In Government of Nashville v. Tennessee Department of Education, the Liberty Justice Center represents the two school leaders and three families who would qualify to participate in the Education Savings Account (ESA) Pilot Program for the 2020-2021 school year. The ESA Pilot Program provides scholarships to low-income families assigned to the schools that are consistently and historically the lowest-performing in the state. The families can use the scholarship funds to attend schools that provide better education opportunities for their children.
The excerpt of the article below by Chuck Morris appeared on February 4, 2021 on News4 Nashville.
NASHVILLE, TN (WSMV) – The Tennessee Supreme Court has agreed to hear an appeal on the constitutionality of Gov. Bill Lee’s Education Savings Account pilot program to provide low-income students in Nashville and Memphis with a $7,000 scholarship to attend the school of their choice.

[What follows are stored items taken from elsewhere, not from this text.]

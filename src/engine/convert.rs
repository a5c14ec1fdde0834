//! engine/convert: copy / convert / resize.
//!
//! Both copy and convert build a destination, mount source and destination on
//! scratch mountpoints, copy the tree and unmount. Convert then swaps the
//! descriptor (`<id>.session.tmp` → fsync → rename → fsync root) and only after
//! that destroys the old storage:
//! - crash before the rename: original intact, destination is UnreferencedStorage;
//! - crash after the rename: converted session in place, old storage is the orphan.
//!
//! The global lock is dropped during the data copy; the per-session lock is held
//! from start to finish.

use log::{info, warn};

use super::Engine;
use crate::consts::INFERRED_SIZE_HEADROOM_MB;
use crate::error::{Result, ResultExt, SessionError};
use crate::lock::try_acquire_session_lock;
use crate::metrics;
use crate::registry::Reservation;
use crate::session::{Session, SessionMode};
use crate::tree::{copy_tree, tree_size};
use crate::util::{bytes_to_mb_ceil, now_unix_ms};

impl Engine {
    /// Size for a destination built from `src` when the caller gives none.
    pub(crate) fn inferred_size_mb(&self, src: &Session) -> Result<u64> {
        if src.mode.has_size_ceiling() {
            return Ok(src.size_limit_mb);
        }
        let used_mb = bytes_to_mb_ceil(tree_size(&src.path)?);
        Ok((used_mb + INFERRED_SIZE_HEADROOM_MB).max(self.cfg.default_size_mb))
    }

    /// Under the re-taken root lock: the destination must still exist before its
    /// descriptor is written.
    pub(crate) fn ensure_built(&mut self, dst: &Session, reservation: &Reservation) -> Result<()> {
        if self.backend(dst.mode).is_materialized(&dst.path) {
            return Ok(());
        }
        if let Err(e) = self.registry.release(reservation) {
            warn!("engine: removing {} failed: {}", reservation.dir.display(), e);
        }
        Err(SessionError::io(
            "open storage",
            &dst.path,
            std::io::Error::from(std::io::ErrorKind::NotFound),
        )
        .in_session(&dst.id))
    }

    /// Materialize `reservation` as `mode`/`size` and fill it with the tree of `src`.
    /// The destination is not recorded; on failure its storage is removed.
    fn populate(
        &mut self,
        src: &Session,
        reservation: &Reservation,
        mode: SessionMode,
        size_limit_mb: u64,
        created_unix_ms: u64,
    ) -> Result<Session> {
        let res = self.populate_inner(src, reservation, mode, size_limit_mb, created_unix_ms);
        if res.is_err() {
            if let Err(e) = self.registry.release(reservation) {
                warn!("convert: removing {} failed: {}", reservation.dir.display(), e);
            }
        }
        res
    }

    fn populate_inner(
        &self,
        src: &Session,
        reservation: &Reservation,
        mode: SessionMode,
        size_limit_mb: u64,
        created_unix_ms: u64,
    ) -> Result<Session> {
        let src_mount = self.mount_source(src).in_session(&src.id)?;

        let used_bytes = match tree_size(&src_mount.mountpoint) {
            Ok(n) => n,
            Err(e) => {
                let _ = self.release(src_mount);
                return Err(e.in_session(&src.id));
            }
        };
        let used_mb = bytes_to_mb_ceil(used_bytes);
        if mode.has_size_ceiling() && used_mb > size_limit_mb {
            let _ = self.release(src_mount);
            return Err(SessionError::InsufficientSpace {
                required_mb: used_mb,
                available_mb: size_limit_mb,
            }
            .in_session(&reservation.id));
        }

        let built = self.backend(mode).materialize(&reservation.dir, size_limit_mb).map(|handle| Session {
            id: reservation.id.clone(),
            mode,
            size_limit_mb: handle.size_limit_mb,
            created_unix_ms,
            active: false,
            storage: reservation.storage.clone(),
            path: handle.dir,
            system: src.system.clone(),
        });
        let dst = match built {
            Ok(s) => s,
            Err(e) => {
                let _ = self.release(src_mount);
                return Err(e.in_session(&reservation.id));
            }
        };

        let dst_mount = match self.mount_scratch(&dst, false) {
            Ok(m) => m,
            Err(e) => {
                let _ = self.release(src_mount);
                return Err(e.in_session(&dst.id));
            }
        };

        let copied = copy_tree(&src_mount.mountpoint, &dst_mount.mountpoint);
        let dst_released = self.release(dst_mount);
        let src_released = self.release(src_mount);
        let stats = copied.in_session(&dst.id)?;
        dst_released.in_session(&dst.id)?;
        src_released.in_session(&src.id)?;

        metrics::record_tree_copy(stats.bytes);
        info!(
            "convert: copied id={} -> storage={} files={} bytes={}",
            src.id, dst.storage, stats.files, stats.bytes
        );
        Ok(dst)
    }

    /// Convert `id` to `target_mode` (optionally resizing) under the same id.
    pub fn convert(&mut self, id: &str, target_mode: SessionMode, size_limit_mb: Option<u64>) -> Result<Session> {
        let g = self.lock_root()?;
        let src = self.registry.get(id)?;
        if src.active {
            return Err(SessionError::SessionActive { id: id.to_string() });
        }
        let _sl = try_acquire_session_lock(&self.cfg.root, id).in_session(id)?;
        let size = match size_limit_mb {
            Some(0) => return Err(SessionError::Invalid("session size must be positive".into())),
            Some(n) => n,
            None => self.inferred_size_mb(&src).in_session(id)?,
        };
        self.host.capabilities(&self.cfg.root)?.check(target_mode, size)?;
        let generation = self.registry.next_generation(id);
        let reservation = self.registry.reserve(id, generation)?;
        drop(g);

        info!(
            "convert: id={} {} -> {} size_mb={} storage={}",
            id, src.mode, target_mode, size, reservation.storage
        );
        let dst = self.populate(&src, &reservation, target_mode, size, src.created_unix_ms)?;

        let _g = self.lock_root()?;
        self.ensure_built(&dst, &reservation)?;
        // the descriptor swap is the commit point
        self.registry.record(&dst)?;
        if let Err(e) = self.backend(src.mode).destroy(&Self::handle(&src)) {
            warn!(
                "convert: old storage {} left behind: {}",
                src.path.display(),
                e
            );
        } else {
            self.registry.forget_storage(&src.storage);
        }
        metrics::record_converted();
        info!("convert: id={} now mode={} storage={}", id, dst.mode, dst.storage);
        self.registry.get(id)
    }

    /// Copy `id` into a new session (new id), optionally in another mode/size.
    pub fn copy(
        &mut self,
        id: &str,
        target_mode: Option<SessionMode>,
        size_limit_mb: Option<u64>,
    ) -> Result<Session> {
        let g = self.lock_root()?;
        let src = self.registry.get(id)?;
        let _sl = try_acquire_session_lock(&self.cfg.root, id).in_session(id)?;
        let mode = target_mode.unwrap_or(src.mode);
        let size = match size_limit_mb {
            Some(0) => return Err(SessionError::Invalid("session size must be positive".into())),
            Some(n) => n,
            None => self.inferred_size_mb(&src).in_session(id)?,
        };
        self.host.capabilities(&self.cfg.root)?.check(mode, size)?;
        let new_id = self.registry.allocate_id();
        let reservation = self.registry.reserve(&new_id, 0)?;
        let _dl = try_acquire_session_lock(&self.cfg.root, &new_id)?;
        drop(g);

        info!("copy: id={} -> id={} mode={} size_mb={}", id, new_id, mode, size);
        let dst = self.populate(&src, &reservation, mode, size, now_unix_ms())?;

        let _g = self.lock_root()?;
        self.ensure_built(&dst, &reservation)?;
        self.registry.record(&dst)?;
        metrics::record_copied();
        metrics::record_session_created();
        Ok(dst)
    }

    /// Change the size limit of an inactive session.
    ///
    /// Growing keeps the backend and storage; shrinking a container converts the
    /// session onto itself with the smaller size. Native limits are advisory: grow
    /// records the new limit, shrink is a no-op.
    pub fn resize(&mut self, id: &str, new_size_mb: u64) -> Result<Session> {
        if new_size_mb == 0 {
            return Err(SessionError::Invalid("session size must be positive".into()));
        }
        let shrink = {
            let _g = self.lock_root()?;
            let mut s = self.registry.get(id)?;
            if s.active {
                return Err(SessionError::SessionActive { id: id.to_string() });
            }
            let _sl = try_acquire_session_lock(&self.cfg.root, id).in_session(id)?;

            if new_size_mb == s.size_limit_mb {
                info!("resize: id={} already {} MB", id, new_size_mb);
                return Ok(s);
            }
            if s.mode == SessionMode::Native {
                if new_size_mb < s.size_limit_mb {
                    warn!(
                        "resize: id={} native sessions cannot shrink; keeping {} MB",
                        id, s.size_limit_mb
                    );
                    return Ok(s);
                }
                s.size_limit_mb = new_size_mb;
                self.registry.record(&s)?;
                info!("resize: id={} native advisory limit now {} MB", id, new_size_mb);
                return self.registry.get(id);
            }
            if new_size_mb > s.size_limit_mb {
                self.host.capabilities(&self.cfg.root)?.check(s.mode, new_size_mb)?;
                let scratch = self.scratch_mountpoint(&s);
                if self.host.is_mounted(&scratch) {
                    return Err(SessionError::DeviceBusy { path: scratch }.in_session(id));
                }
                self.backend(s.mode)
                    .grow(&Self::handle(&s), new_size_mb)
                    .in_session(id)?;
                // recorded only after both steps of the grow succeeded
                s.size_limit_mb = new_size_mb;
                self.registry.record(&s)?;
                info!("resize: id={} grown to {} MB", id, new_size_mb);
                return self.registry.get(id);
            }
            s.mode
        };

        info!("resize: id={} shrinking to {} MB via conversion", id, new_size_mb);
        self.convert(id, shrink, Some(new_size_mb))
    }
}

The Supreme Court issued an order agreeing to hear the appeal on Thursday.
The appeal was filed by Liberty Justice Center, the Beacon Center of Tennessee and others in November on behalf of parents and schools who hope to participate in the program.
“We are thrilled that the Supreme Court has decided to take this important case to protect the rights of thousands of low-income students to attend the school that best fits their needs,” said Brian Kelsey, senior attorney at Liberty Justice Center, in a news release. “Tennessee students and families now have the opportunity to be heard and continue their fight to narrow gaps in educational inequality and access.”

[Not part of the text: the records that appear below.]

//! Shared on-disk names and defaults (storage root layout, backend files, archive layout).

// -------- Storage root --------
pub const LOCK_FILE: &str = "LOCK";
pub const SESSION_LOCKS_DIR: &str = ".locks";
pub const INDEX_FILE: &str = "session.json";
pub const ACTIVE_FILE: &str = "active";
pub const DESCRIPTOR_EXT: &str = "session";
pub const TMP_EXT: &str = "tmp";

/// Storage generations after conversion: "<id>.g<N>".
pub const GENERATION_SEP: &str = ".g";

// Default storage roots probed when neither --root nor SK_ROOT is set.
pub const DEFAULT_ROOT_CANDIDATES: &[&str] = &[
    "/run/initramfs/memory/data/minios/changes",
    "/lib/live/mount/data/minios/changes",
];

// -------- Backends --------
pub const DYNFILEFS_CONTAINER: &str = "changes.dat";
pub const DYNFILEFS_VIRTUAL_FILE: &str = "virtual.dat";
pub const RAW_IMAGE: &str = "changes.img";

pub const DEFAULT_SIZE_MB: u64 = 1000;
pub const DEFAULT_DYNFILEFS_SPLIT_MB: u64 = 4000;
/// Headroom added to the used size when a size has to be inferred (native source).
pub const INFERRED_SIZE_HEADROOM_MB: u64 = 100;

/// FAT-class filesystems cannot hold files of 4 GiB or more.
pub const FAT_MAX_FILE_MB: u64 = 4 * 1024;

pub const MB: u64 = 1024 * 1024;

// System release sources, first readable file wins
pub const RELEASE_FILES: &[&str] = &["/etc/minios-release", "/etc/os-release"];

// -------- Archive --------
pub const ARCHIVE_EXT: &str = "tar.zst";
pub const ARCHIVE_HEADER_ENTRY: &str = "session/metadata.json";
pub const ARCHIVE_DATA_DIR: &str = "data";
pub const ARCHIVE_FORMAT_VERSION: u32 = 1;
pub const DEFAULT_ZSTD_LEVEL: i32 = 3;
use anyhow::Result;
use std::path::PathBuf;

use crate::util::{open_engine, print_json};

pub fn exec(root: Option<PathBuf>, json: bool) -> Result<()> {
    let mut engine = open_engine(root)?;
    let st = engine.status()?;
    if json {
        return print_json(&st);
    }

    println!("Storage root {}", st.root.display());
    println!("  found          = {}", st.found);
    println!("  writable       = {}", st.writable);
    match &st.filesystem {
        Some(fs) => println!(
            "  filesystem     = {} on {} ({}){}",
            fs.fs_type,
            fs.device,
            fs.mountpoint.display(),
            if fs.read_only { " read-only" } else { "" }
        ),
        None => println!("  filesystem     = unknown"),
    }
    println!("  sessions       = {}", st.sessions);
    match (&st.active, &st.active_mountpoint) {
        (Some(id), Some(mp)) => println!("  active         = {} at {}", id, mp.display()),
        _ => println!("  active         = none"),
    }
    println!("  orphans        = {}", st.orphans.len());
    for o in &st.orphans {
        println!("    {} {}", o.kind, o.path.display());
    }

    let ms = &st.metrics;
    println!("Metrics snapshot:");
    println!("  sessions_created      = {}", ms.sessions_created);
    println!("  sessions_deleted      = {}", ms.sessions_deleted);
    println!("  activations           = {}", ms.activations);
    println!("  sessions_converted    = {}", ms.sessions_converted);
    println!("  sessions_copied       = {}", ms.sessions_copied);
    println!("  tree_bytes_copied     = {}", ms.tree_bytes_copied);
    println!("  exports/imports       = {}/{}", ms.exports, ms.imports);
    println!("  archive_bytes_written = {}", ms.archive_bytes_written);
    println!("  archive_bytes_read    = {}", ms.archive_bytes_read);
    println!("  avg_export_bytes      = {:.0}", ms.avg_export_bytes());
    Ok(())
}

pub fn exec_info(root: Option<PathBuf>, json: bool) -> Result<()> {
    let engine = open_engine(root)?;
    let caps = engine.info()?;
    if json {
        return print_json(&caps);
    }
    let fs = &caps.filesystem;
    println!("Filesystem {} ({})", fs.fs_type, fs.device);
    println!("  mountpoint     = {}", fs.mountpoint.display());
    println!("  read_only      = {}", fs.read_only);
    println!("  dynfilefs      = {}", if caps.dynfilefs_available { "installed" } else { "missing" });
    let modes: Vec<&str> = caps.modes.iter().map(|m| m.as_str()).collect();
    println!(
        "  modes          = {}",
        if modes.is_empty() { "none".to_string() } else { modes.join(", ") }
    );
    let lim = &caps.limitations;
    if let Some(max) = lim.max_file_mb {
        println!("  max_file_mb    = {}", max);
    }
    if lim.no_posix {
        println!("  no POSIX permissions or ownership");
    }
    if lim.case_insensitive {
        println!("  case-insensitive names");
    }
    Ok(())
}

“Not only is the ESA program constitutional, but it is also necessary for families who need a choice,” said Braden Boucek, Beacon Vice President of Legal Affairs, in a statement. “Whether due to problems with district-mandated remote learning due to COVID-19 or just trying to find a school that needs the needs of their children, families deserve a say in their children’s education. We are confident that the Tennessee Supreme Court will rule that this program is constitutional and allow it to move forward.”
In 2019 Lee signed a law that provides scholarships of around $7,000 to children from low-income families in Nashville and Memphis. Families can use these scholarships to attend a school of their choice that fits their learning needs. The program is the first of its kind exclusively for low-income families in Tennessee.
The Liberty Justice Center said in a release that this type of program has proven effective and critical in other parts of the country, including Wisconsin, Florida, Ohio, Arizona, Nevada and Washington, DC.
In February 2020, Metro Nashville, Metro Nashville Board of Education and Shelby County government filed a lawsuit in Davidson County Chancery Court to block the program.
In May 2020, Davidson County Chancellor Anne C. Martin blocked the program going into effect, ruling the program as unconstitutional.
The Tennessee Court of Appeals affirmed the ruling of Martin after hearing the case in August.